Consider the listing below. Extract exactly the lines from the line containing "command at the" to the line containing "use thiserror::Error;", both included.

▸ **RECORDS SUPPLIED**
*****

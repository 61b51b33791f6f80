// Simulated scanning engine
//
// Stands in for the platform beacon library. The neighbourhood holds one
// advertiser per registered region plus a stray beacon nobody registered.
// Every scan cycle (foreground period + between period) each advertiser is
// attributed to the first region it matches; unmatched ones are ignored, like
// a real ranging engine would.

use beacons_bridge_core::{
    Arguments, BeaconEvent, CommandResult, EventSink, Proximity, Region, ScanPeriodConfig,
    ScanningEngine,
};
use parking_lot::Mutex;
use rand::Rng;
use std::sync::Arc;
use std::time::{Duration, SystemTime, UNIX_EPOCH};
use tokio::runtime::Handle;
use tokio::task::JoinHandle;

/// Region UUID reported when a region leaves it unconstrained
const DEFAULT_UUID: &str = "2f234454-cf6d-4a0f-adf2-f4911ba9ffa6";

/// Advertiser in range that belongs to no configured deployment
const STRAY_UUID: &str = "fda50693-a4e2-4fb1-afcf-c6eb07647825";
const STRAY_ID: u16 = 9999;

/// Calibrated RSSI at one metre
const TX_POWER: i32 = -59;

struct Shared {
    regions: Mutex<Vec<Region>>,
    periods: Mutex<(Duration, Duration)>,
    sink: Mutex<Option<EventSink>>,
}

pub struct SimulatedEngine {
    runtime: Handle,
    shared: Arc<Shared>,
    layouts: Mutex<Vec<String>>,
    task: Mutex<Option<JoinHandle<()>>>,
}

impl SimulatedEngine {
    /// Scan tasks are spawned on `runtime`.
    pub fn new(runtime: Handle) -> Self {
        let defaults = ScanPeriodConfig::default();
        Self {
            runtime,
            shared: Arc::new(Shared {
                regions: Mutex::new(Vec::new()),
                periods: Mutex::new((defaults.foreground(), defaults.between())),
                sink: Mutex::new(None),
            }),
            layouts: Mutex::new(Vec::new()),
            task: Mutex::new(None),
        }
    }

    pub fn layouts(&self) -> Vec<String> {
        self.layouts.lock().clone()
    }
}

impl ScanningEngine for SimulatedEngine {
    fn start_scanning(&self) {
        let mut task = self.task.lock();
        if task.as_ref().is_some_and(|t| !t.is_finished()) {
            tracing::debug!("Simulated scan already running");
            return;
        }

        let shared = self.shared.clone();
        *task = Some(self.runtime.spawn(async move {
            loop {
                let (foreground, between) = *shared.periods.lock();
                tokio::time::sleep(foreground + between).await;
                scan_cycle(&shared);
            }
        }));
        tracing::info!("Simulated scan started");
    }

    fn stop_monitoring_beacons(&self) {
        if let Some(task) = self.task.lock().take() {
            task.abort();
            tracing::info!("Simulated scan stopped");
        }
    }

    fn add_region(&self, descriptor: &Arguments) -> CommandResult {
        match Region::from_arguments(descriptor) {
            Ok(region) => {
                let message = format!("Region Added: {}", region.identifier);
                let mut regions = self.shared.regions.lock();
                regions.retain(|r| r.identifier != region.identifier);
                regions.push(region);
                CommandResult::success(message)
            }
            Err(err) => CommandResult::error("invalid-region", err.to_string()),
        }
    }

    fn clear_regions(&self, _descriptor: &Arguments) -> CommandResult {
        self.shared.regions.lock().clear();
        CommandResult::success("Regions Cleared")
    }

    fn add_beacon_layout(&self, layout: &str) {
        self.layouts.lock().push(layout.to_string());
    }

    fn set_foreground_scan_period(&self, foreground: Duration, between: Duration) {
        *self.shared.periods.lock() = (foreground, between);
    }

    fn set_event_sink(&self, sink: Option<EventSink>) {
        *self.shared.sink.lock() = sink;
    }
}

impl Drop for SimulatedEngine {
    fn drop(&mut self) {
        if let Some(task) = self.task.get_mut().take() {
            task.abort();
        }
    }
}

struct Advertiser {
    uuid: String,
    major: u16,
    minor: u16,
}

/// Beacons in range: one built from each region's constraints, then the stray.
fn neighbourhood(regions: &[Region]) -> Vec<Advertiser> {
    let mut advertisers: Vec<Advertiser> = regions
        .iter()
        .enumerate()
        .map(|(index, region)| Advertiser {
            uuid: region.uuid.clone().unwrap_or_else(|| DEFAULT_UUID.to_string()),
            major: region.major.unwrap_or(1),
            minor: region.minor.unwrap_or(index as u16 + 1),
        })
        .collect();
    advertisers.push(Advertiser {
        uuid: STRAY_UUID.to_string(),
        major: STRAY_ID,
        minor: STRAY_ID,
    });
    advertisers
}

fn scan_cycle(shared: &Shared) {
    let Some(sink) = shared.sink.lock().clone() else {
        return;
    };
    let regions = shared.regions.lock().clone();
    let scan_time = SystemTime::now()
        .duration_since(UNIX_EPOCH)
        .map(|d| d.as_millis() as u64)
        .unwrap_or(0);

    let mut rng = rand::thread_rng();
    for (index, beacon) in neighbourhood(&regions).iter().enumerate() {
        let Some(region) = regions
            .iter()
            .find(|r| r.matches(&beacon.uuid, beacon.major, beacon.minor))
        else {
            continue;
        };

        let rssi = TX_POWER - rng.gen_range(0..30);
        let distance = estimate_distance(rssi);

        sink.emit(BeaconEvent {
            name: region.identifier.clone(),
            uuid: beacon.uuid.clone(),
            major: beacon.major.to_string(),
            minor: beacon.minor.to_string(),
            distance,
            proximity: Proximity::from_distance(distance),
            rssi,
            tx_power: TX_POWER,
            mac_address: format!("02:00:00:00:00:{:02X}", index % 256),
            scan_time,
        });
    }
}

/// Log-distance path loss estimate, environment factor 2
fn estimate_distance(rssi: i32) -> f64 {
    let ratio = (TX_POWER - rssi) as f64 / 20.0;
    (10f64.powf(ratio) * 100.0).round() / 100.0
}
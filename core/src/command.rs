//! Host commands and their results
//!
//! A [`Command`] arrives from the host as a method name plus a loosely typed
//! argument map. [`BridgeCommand::parse`] turns it into a typed command at the
//! dispatch boundary so the dispatcher never does untyped lookups.

use serde::{Deserialize, Serialize};
use serde_json::Value;
use std::collections::BTreeMap;
use thiserror::Error;

/// Heterogeneous argument map carried by a host command.
pub type Arguments = BTreeMap<String, Value>;

// ============================================================================
// METHOD NAMES
// ============================================================================

pub const START_MONITORING: &str = "startMonitoring";
pub const STOP_MONITORING: &str = "stopMonitoring";
pub const ADD_REGION: &str = "addRegion";
pub const CLEAR_REGIONS: &str = "clearRegions";
pub const ADD_BEACON_LAYOUT: &str = "addBeaconLayoutForAndroid";
pub const SET_FOREGROUND_SCAN_PERIOD: &str = "setForegroundScanPeriodForAndroid";

/// Argument keys
pub const ARG_LAYOUT: &str = "layout";
pub const ARG_FOREGROUND_SCAN_PERIOD: &str = "foregroundScanPeriod";
pub const ARG_FOREGROUND_BETWEEN_SCAN_PERIOD: &str = "foregroundBetweenScanPeriod";

// ============================================================================
// COMMAND
// ============================================================================

/// A single host invocation: method name plus optional arguments.
#[derive(Debug, Clone, PartialEq, Serialize, Deserialize)]
pub struct Command {
    #[serde(alias = "method")]
    pub name: String,
    #[serde(default)]
    pub arguments: Arguments,
}

impl Command {
    pub fn new(name: impl Into<String>) -> Self {
        Self {
            name: name.into(),
            arguments: Arguments::new(),
        }
    }

    /// Add an argument, builder style.
    pub fn with_arg(mut self, key: impl Into<String>, value: impl Into<Value>) -> Self {
        self.arguments.insert(key.into(), value.into());
        self
    }
}

/// Outcome of dispatching one command. Exactly one is produced per command.
#[derive(Debug, Clone, PartialEq, Eq, Serialize, Deserialize)]
#[serde(tag = "status", rename_all = "snake_case")]
pub enum CommandResult {
    Success { message: String },
    NotImplemented,
    Error { code: String, message: String },
}

impl CommandResult {
    pub fn success(message: impl Into<String>) -> Self {
        Self::Success {
            message: message.into(),
        }
    }

    pub fn error(code: impl Into<String>, message: impl Into<String>) -> Self {
        Self::Error {
            code: code.into(),
            message: message.into(),
        }
    }

    pub fn is_success(&self) -> bool {
        matches!(self, Self::Success { .. })
    }
}

impl From<ArgumentError> for CommandResult {
    fn from(err: ArgumentError) -> Self {
        CommandResult::error(err.code(), err.to_string())
    }
}

// ============================================================================
// TYPED SCHEMA
// ============================================================================

/// Argument validation failures at the dispatch boundary
#[derive(Debug, Error, Clone, PartialEq, Eq)]
pub enum ArgumentError {
    #[error("Missing required argument: {0}")]
    Missing(&'static str),

    #[error("Argument {key} must be {expected}")]
    Invalid {
        key: &'static str,
        expected: &'static str,
    },
}

impl ArgumentError {
    pub fn code(&self) -> &'static str {
        match self {
            Self::Missing(_) => "missing-argument",
            Self::Invalid { .. } => "invalid-argument",
        }
    }
}

/// Typed view of a [`Command`]
#[derive(Debug, Clone, PartialEq)]
pub enum BridgeCommand {
    StartMonitoring,
    StopMonitoring,
    /// Region descriptor is engine-specific and passed through untouched.
    AddRegion(Arguments),
    ClearRegions(Arguments),
    AddBeaconLayout {
        layout: String,
    },
    SetForegroundScanPeriod {
        foreground_scan_period: Option<i64>,
        foreground_between_scan_period: Option<i64>,
    },
    Unknown(String),
}

impl BridgeCommand {
    pub fn parse(command: &Command) -> Result<Self, ArgumentError> {
        let args = &command.arguments;
        let parsed = match command.name.as_str() {
            START_MONITORING => Self::StartMonitoring,
            STOP_MONITORING => Self::StopMonitoring,
            ADD_REGION => Self::AddRegion(args.clone()),
            CLEAR_REGIONS => Self::ClearRegions(args.clone()),
            ADD_BEACON_LAYOUT => {
                let layout =
                    optional_string(args, ARG_LAYOUT)?.ok_or(ArgumentError::Missing(ARG_LAYOUT))?;
                Self::AddBeaconLayout { layout }
            }
            SET_FOREGROUND_SCAN_PERIOD => Self::SetForegroundScanPeriod {
                foreground_scan_period: optional_int(args, ARG_FOREGROUND_SCAN_PERIOD)?,
                foreground_between_scan_period: optional_int(
                    args,
                    ARG_FOREGROUND_BETWEEN_SCAN_PERIOD,
                )?,
            },
            other => Self::Unknown(other.to_string()),
        };
        Ok(parsed)
    }
}

/// A JSON `null` counts as absent, matching how host channels encode nulls.
fn optional_string(args: &Arguments, key: &'static str) -> Result<Option<String>, ArgumentError> {
    match args.get(key) {
        None | Some(Value::Null) => Ok(None),
        Some(Value::String(s)) => Ok(Some(s.clone())),
        Some(_) => Err(ArgumentError::Invalid {
            key,
            expected: "a string",
        }),
    }
}

fn optional_int(args: &Arguments, key: &'static str) -> Result<Option<i64>, ArgumentError> {
    match args.get(key) {
        None | Some(Value::Null) => Ok(None),
        Some(value) => value.as_i64().map(Some).ok_or(ArgumentError::Invalid {
            key,
            expected: "an integer",
        }),
    }
}
fn restrict_file(path: &Path) -> AppResult<()> {
    #[cfg(unix)]
    {
        use std::os::unix::fs::PermissionsExt;
        fs::set_permissions(
            path,
            fs::Permissions::from_mode(crate::constants::DEFAULT_FILE_PERMISSIONS),
        )?;
    }
    #[cfg(not(unix))]
    let _ = path;
    Ok(())
}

*****

▸ **ANSWER FOR THE TASK**
//! argument map. [`BridgeCommand::parse`] turns it into a typed command at the
//! dispatch boundary so the dispatcher never does untyped lookups.

use serde::{Deserialize, Serialize};
use serde_json::Value;
use std::collections::BTreeMap;
use thiserror::Error;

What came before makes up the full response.